# Supplied entries
☆ ☆ ☆ ☆ ☆ ☆ ☆

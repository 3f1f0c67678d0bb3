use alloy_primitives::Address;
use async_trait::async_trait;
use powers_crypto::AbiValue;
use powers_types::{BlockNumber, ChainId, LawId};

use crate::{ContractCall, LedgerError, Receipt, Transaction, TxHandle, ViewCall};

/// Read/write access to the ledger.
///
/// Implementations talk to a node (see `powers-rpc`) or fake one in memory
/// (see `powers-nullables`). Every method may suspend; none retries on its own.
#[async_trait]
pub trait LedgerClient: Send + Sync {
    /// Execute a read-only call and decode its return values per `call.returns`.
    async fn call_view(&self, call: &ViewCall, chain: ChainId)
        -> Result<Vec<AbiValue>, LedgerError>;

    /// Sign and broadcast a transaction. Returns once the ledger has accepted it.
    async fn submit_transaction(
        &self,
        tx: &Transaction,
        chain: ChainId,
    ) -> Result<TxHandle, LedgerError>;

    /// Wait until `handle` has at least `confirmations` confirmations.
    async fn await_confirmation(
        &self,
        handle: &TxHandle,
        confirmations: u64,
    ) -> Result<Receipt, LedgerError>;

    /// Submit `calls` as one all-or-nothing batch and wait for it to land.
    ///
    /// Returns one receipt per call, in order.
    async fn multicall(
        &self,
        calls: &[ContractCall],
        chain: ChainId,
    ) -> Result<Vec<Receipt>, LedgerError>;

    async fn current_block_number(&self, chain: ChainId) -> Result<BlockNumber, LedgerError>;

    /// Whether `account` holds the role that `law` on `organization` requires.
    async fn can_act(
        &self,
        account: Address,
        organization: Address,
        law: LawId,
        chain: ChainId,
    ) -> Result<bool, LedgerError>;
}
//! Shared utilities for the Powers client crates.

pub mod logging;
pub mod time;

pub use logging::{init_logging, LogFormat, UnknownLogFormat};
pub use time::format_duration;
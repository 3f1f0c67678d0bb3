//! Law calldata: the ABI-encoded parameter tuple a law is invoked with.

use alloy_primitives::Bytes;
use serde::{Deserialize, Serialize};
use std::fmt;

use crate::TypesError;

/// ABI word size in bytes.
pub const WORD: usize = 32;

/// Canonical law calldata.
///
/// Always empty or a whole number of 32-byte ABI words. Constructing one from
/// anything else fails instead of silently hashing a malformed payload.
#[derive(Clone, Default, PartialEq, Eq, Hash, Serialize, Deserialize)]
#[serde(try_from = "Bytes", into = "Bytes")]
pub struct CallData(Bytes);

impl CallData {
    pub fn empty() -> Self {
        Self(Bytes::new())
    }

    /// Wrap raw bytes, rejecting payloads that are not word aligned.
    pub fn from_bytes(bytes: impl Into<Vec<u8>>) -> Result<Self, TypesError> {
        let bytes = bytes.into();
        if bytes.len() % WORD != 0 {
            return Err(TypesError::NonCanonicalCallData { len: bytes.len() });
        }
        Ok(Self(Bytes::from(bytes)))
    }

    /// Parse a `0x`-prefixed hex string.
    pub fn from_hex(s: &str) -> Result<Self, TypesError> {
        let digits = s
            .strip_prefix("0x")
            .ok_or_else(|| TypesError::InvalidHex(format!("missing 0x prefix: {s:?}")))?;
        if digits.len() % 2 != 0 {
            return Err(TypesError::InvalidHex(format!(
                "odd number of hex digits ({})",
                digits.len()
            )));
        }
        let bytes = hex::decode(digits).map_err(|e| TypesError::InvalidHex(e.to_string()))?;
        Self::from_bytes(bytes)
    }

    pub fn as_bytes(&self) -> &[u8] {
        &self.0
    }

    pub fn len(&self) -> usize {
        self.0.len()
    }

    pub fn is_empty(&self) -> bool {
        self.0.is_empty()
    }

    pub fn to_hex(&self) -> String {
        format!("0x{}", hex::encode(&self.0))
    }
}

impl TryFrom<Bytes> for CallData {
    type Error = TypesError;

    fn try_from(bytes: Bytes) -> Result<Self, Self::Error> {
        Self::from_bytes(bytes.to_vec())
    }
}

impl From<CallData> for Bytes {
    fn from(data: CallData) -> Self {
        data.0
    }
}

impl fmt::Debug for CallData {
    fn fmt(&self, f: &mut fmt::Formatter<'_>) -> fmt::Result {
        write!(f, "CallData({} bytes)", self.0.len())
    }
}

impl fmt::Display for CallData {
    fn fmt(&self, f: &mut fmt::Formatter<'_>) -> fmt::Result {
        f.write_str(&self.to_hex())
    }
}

☆ ☆ ☆ ☆ ☆ ☆ ☆

# Exercise requirements
Your reply should match the data above exactly, line for line.

# Result below
repository 3f1f0c67678d0bb3
use alloy_primitives::Address;
use async_trait::async_trait;
use powers_crypto::AbiValue;
use powers_types::{BlockNumber, ChainId, LawId};

use crate::{ContractCall, LedgerError, Receipt, Transaction, TxHandle, ViewCall};

/// Read/write access to the ledger.
///
/// Implementations talk to a node (see `powers-rpc`) or fake one in memory
/// (see `powers-nullables`). Every method may suspend; none retries on its own.
#[async_trait]
pub trait LedgerClient: Send + Sync {
    /// Execute a read-only call and decode its return values per `call.returns`.
    async fn call_view(&self, call: &ViewCall, chain: ChainId)
        -> Result<Vec<AbiValue>, LedgerError>;

    /// Sign and broadcast a transaction. Returns once the ledger has accepted it.
    async fn submit_transaction(
        &self,
        tx: &Transaction,
        chain: ChainId,
    ) -> Result<TxHandle, LedgerError>;

    /// Wait until `handle` has at least `confirmations` confirmations.
    async fn await_confirmation(
        &self,
        handle: &TxHandle,
        confirmations: u64,
    ) -> Result<Receipt, LedgerError>;

    /// Submit `calls` as one all-or-nothing batch and wait for it to land.
    ///
    /// Returns one receipt per call, in order.
    async fn multicall(
        &self,
        calls: &[ContractCall],
        chain: ChainId,
    ) -> Result<Vec<Receipt>, LedgerError>;

    async fn current_block_number(&self, chain: ChainId) -> Result<BlockNumber, LedgerError>;

    /// Whether `account` holds the role that `law` on `organization` requires.
    async fn can_act(
        &self,
        account: Address,
        organization: Address,
        law: LawId,
        chain: ChainId,
    ) -> Result<bool, LedgerError>;
}
//! Shared utilities for the Powers client crates.

pub mod logging;
pub mod time;

pub use logging::{init_logging, LogFormat, UnknownLogFormat};
pub use time::format_duration;
repository 3f1f0c67678d0bb3
//! Law calldata: the ABI-encoded parameter tuple a law is invoked with.

use alloy_primitives::Bytes;
use serde::{Deserialize, Serialize};
use std::fmt;

use crate::TypesError;

/// ABI word size in bytes.
pub const WORD: usize = 32;

/// Canonical law calldata.
///
/// Always empty or a whole number of 32-byte ABI words. Constructing one from
/// anything else fails instead of silently hashing a malformed payload.
#[derive(Clone, Default, PartialEq, Eq, Hash, Serialize, Deserialize)]
#[serde(try_from = "Bytes", into = "Bytes")]
pub struct CallData(Bytes);

impl CallData {
    pub fn empty() -> Self {
        Self(Bytes::new())
    }

    /// Wrap raw bytes, rejecting payloads that are not word aligned.
    pub fn from_bytes(bytes: impl Into<Vec<u8>>) -> Result<Self, TypesError> {
        let bytes = bytes.into();
        if bytes.len() % WORD != 0 {
            return Err(TypesError::NonCanonicalCallData { len: bytes.len() });
        }
        Ok(Self(Bytes::from(bytes)))
    }

    /// Parse a `0x`-prefixed hex string.
    pub fn from_hex(s: &str) -> Result<Self, TypesError> {
        let digits = s
            .strip_prefix("0x")
            .ok_or_else(|| TypesError::InvalidHex(format!("missing 0x prefix: {s:?}")))?;
        if digits.len() % 2 != 0 {
            return Err(TypesError::InvalidHex(format!(
                "odd number of hex digits ({})",
                digits.len()
            )));
        }
        let bytes = hex::decode(digits).map_err(|e| TypesError::InvalidHex(e.to_string()))?;
        Self::from_bytes(bytes)
    }

    pub fn as_bytes(&self) -> &[u8] {
        &self.0
    }

    pub fn len(&self) -> usize {
        self.0.len()
    }

    pub fn is_empty(&self) -> bool {
        self.0.is_empty()
    }

    pub fn to_hex(&self) -> String {
        format!("0x{}", hex::encode(&self.0))
    }
}

impl TryFrom<Bytes> for CallData {
    type Error = TypesError;

    fn try_from(bytes: Bytes) -> Result<Self, Self::Error> {
        Self::from_bytes(bytes.to_vec())
    }
}

impl From<CallData> for Bytes {
    fn from(data: CallData) -> Self {
        data.0
    }
}

impl fmt::Debug for CallData {
    fn fmt(&self, f: &mut fmt::Formatter<'_>) -> fmt::Result {
        write!(f, "CallData({} bytes)", self.0.len())
    }
}

impl fmt::Display for CallData {
    fn fmt(&self, f: &mut fmt::Formatter<'_>) -> fmt::Result {
        f.write_str(&self.to_hex())
    }
}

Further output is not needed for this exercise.